[Brief]
What lines below include the word "PathError"? Copy each one.

[Collected data]

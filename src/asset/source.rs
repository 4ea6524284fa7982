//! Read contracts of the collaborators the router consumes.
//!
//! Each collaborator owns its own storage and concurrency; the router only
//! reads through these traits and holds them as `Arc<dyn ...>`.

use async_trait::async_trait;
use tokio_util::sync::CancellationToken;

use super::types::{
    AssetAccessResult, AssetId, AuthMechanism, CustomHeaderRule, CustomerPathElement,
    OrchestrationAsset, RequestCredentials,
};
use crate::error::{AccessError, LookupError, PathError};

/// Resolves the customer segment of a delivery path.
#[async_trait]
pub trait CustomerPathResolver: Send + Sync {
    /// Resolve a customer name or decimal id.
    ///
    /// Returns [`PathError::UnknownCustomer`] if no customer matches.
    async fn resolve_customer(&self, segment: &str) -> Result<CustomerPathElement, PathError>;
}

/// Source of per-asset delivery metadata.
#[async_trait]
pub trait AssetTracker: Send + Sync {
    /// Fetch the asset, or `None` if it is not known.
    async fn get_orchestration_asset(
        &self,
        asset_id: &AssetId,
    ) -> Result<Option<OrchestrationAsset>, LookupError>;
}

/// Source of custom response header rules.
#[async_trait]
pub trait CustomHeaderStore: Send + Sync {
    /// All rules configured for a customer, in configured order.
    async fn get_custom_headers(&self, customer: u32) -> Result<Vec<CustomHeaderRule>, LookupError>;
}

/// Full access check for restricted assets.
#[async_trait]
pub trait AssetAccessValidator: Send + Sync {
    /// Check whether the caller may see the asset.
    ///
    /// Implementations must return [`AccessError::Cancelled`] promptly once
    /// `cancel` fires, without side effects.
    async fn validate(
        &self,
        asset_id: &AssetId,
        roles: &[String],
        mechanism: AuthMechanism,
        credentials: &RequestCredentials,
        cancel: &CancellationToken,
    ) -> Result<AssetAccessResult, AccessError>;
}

==

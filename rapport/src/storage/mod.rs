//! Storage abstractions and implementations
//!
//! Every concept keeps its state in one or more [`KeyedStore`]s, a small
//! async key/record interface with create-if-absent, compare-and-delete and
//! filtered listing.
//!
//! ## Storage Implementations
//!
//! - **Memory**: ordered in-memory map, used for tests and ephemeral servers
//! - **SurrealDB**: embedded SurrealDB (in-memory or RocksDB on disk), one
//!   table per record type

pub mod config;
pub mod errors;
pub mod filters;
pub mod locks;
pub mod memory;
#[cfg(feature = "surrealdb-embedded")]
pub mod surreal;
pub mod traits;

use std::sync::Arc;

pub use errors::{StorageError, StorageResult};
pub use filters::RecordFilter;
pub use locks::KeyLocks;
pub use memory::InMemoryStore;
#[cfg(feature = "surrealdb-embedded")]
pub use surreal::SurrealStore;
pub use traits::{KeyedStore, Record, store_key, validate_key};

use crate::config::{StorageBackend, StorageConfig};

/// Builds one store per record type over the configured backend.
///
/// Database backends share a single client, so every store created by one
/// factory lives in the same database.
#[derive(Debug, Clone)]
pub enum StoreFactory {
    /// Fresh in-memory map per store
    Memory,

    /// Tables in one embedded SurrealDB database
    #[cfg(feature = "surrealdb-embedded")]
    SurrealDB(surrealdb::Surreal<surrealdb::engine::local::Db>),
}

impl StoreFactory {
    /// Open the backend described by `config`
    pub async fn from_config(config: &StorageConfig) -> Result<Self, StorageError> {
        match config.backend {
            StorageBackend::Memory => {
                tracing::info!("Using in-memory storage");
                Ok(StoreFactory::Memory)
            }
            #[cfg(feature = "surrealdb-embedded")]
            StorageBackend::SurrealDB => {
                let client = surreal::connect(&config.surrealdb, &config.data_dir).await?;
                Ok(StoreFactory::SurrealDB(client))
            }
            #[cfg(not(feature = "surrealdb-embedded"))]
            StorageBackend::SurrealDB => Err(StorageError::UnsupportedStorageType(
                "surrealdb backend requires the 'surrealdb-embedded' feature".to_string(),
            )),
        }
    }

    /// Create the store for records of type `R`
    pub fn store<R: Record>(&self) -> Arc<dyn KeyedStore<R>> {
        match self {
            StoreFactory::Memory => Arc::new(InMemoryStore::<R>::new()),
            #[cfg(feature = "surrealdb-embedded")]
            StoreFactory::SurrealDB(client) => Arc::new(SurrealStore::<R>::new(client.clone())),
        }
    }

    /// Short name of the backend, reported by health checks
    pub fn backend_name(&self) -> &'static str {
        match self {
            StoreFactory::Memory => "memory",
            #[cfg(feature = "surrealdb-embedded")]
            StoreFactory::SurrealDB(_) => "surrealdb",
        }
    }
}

---

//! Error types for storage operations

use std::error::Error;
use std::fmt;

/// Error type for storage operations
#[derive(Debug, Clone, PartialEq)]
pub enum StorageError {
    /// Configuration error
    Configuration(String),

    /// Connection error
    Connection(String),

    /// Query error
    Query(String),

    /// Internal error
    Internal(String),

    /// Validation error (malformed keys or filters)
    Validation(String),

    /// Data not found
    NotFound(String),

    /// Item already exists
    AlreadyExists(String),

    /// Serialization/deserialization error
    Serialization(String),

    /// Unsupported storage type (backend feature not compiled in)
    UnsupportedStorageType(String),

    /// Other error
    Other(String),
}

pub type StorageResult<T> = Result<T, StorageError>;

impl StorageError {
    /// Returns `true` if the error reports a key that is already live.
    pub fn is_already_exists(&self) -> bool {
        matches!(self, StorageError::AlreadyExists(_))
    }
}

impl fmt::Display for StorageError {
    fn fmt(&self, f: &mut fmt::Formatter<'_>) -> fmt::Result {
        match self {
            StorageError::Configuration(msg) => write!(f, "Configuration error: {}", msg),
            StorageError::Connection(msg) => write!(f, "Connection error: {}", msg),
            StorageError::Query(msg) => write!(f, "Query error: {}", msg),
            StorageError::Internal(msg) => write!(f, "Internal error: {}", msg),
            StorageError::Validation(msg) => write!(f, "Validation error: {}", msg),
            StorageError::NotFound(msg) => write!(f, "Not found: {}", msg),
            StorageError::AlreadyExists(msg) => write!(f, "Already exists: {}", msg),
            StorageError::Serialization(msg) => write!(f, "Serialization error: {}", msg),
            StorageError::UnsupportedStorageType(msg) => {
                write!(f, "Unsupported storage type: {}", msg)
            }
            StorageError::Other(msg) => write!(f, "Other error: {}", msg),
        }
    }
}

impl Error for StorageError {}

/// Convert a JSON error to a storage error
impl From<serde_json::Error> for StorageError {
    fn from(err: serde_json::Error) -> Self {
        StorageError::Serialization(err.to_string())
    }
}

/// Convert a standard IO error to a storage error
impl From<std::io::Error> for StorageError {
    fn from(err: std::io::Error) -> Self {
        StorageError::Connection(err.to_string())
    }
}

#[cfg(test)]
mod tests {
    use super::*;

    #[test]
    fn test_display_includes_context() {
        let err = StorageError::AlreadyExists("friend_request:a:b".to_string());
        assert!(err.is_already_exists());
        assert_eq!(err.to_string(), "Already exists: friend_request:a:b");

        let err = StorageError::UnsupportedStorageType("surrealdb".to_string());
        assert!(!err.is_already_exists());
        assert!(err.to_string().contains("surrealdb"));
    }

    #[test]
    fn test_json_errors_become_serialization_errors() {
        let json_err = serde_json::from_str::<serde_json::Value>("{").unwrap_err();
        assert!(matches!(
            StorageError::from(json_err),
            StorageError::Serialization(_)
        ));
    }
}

[Solution]
use crate::error::{AccessError, LookupError, PathError};
    /// Returns [`PathError::UnknownCustomer`] if no customer matches.
    async fn resolve_customer(&self, segment: &str) -> Result<CustomerPathElement, PathError>;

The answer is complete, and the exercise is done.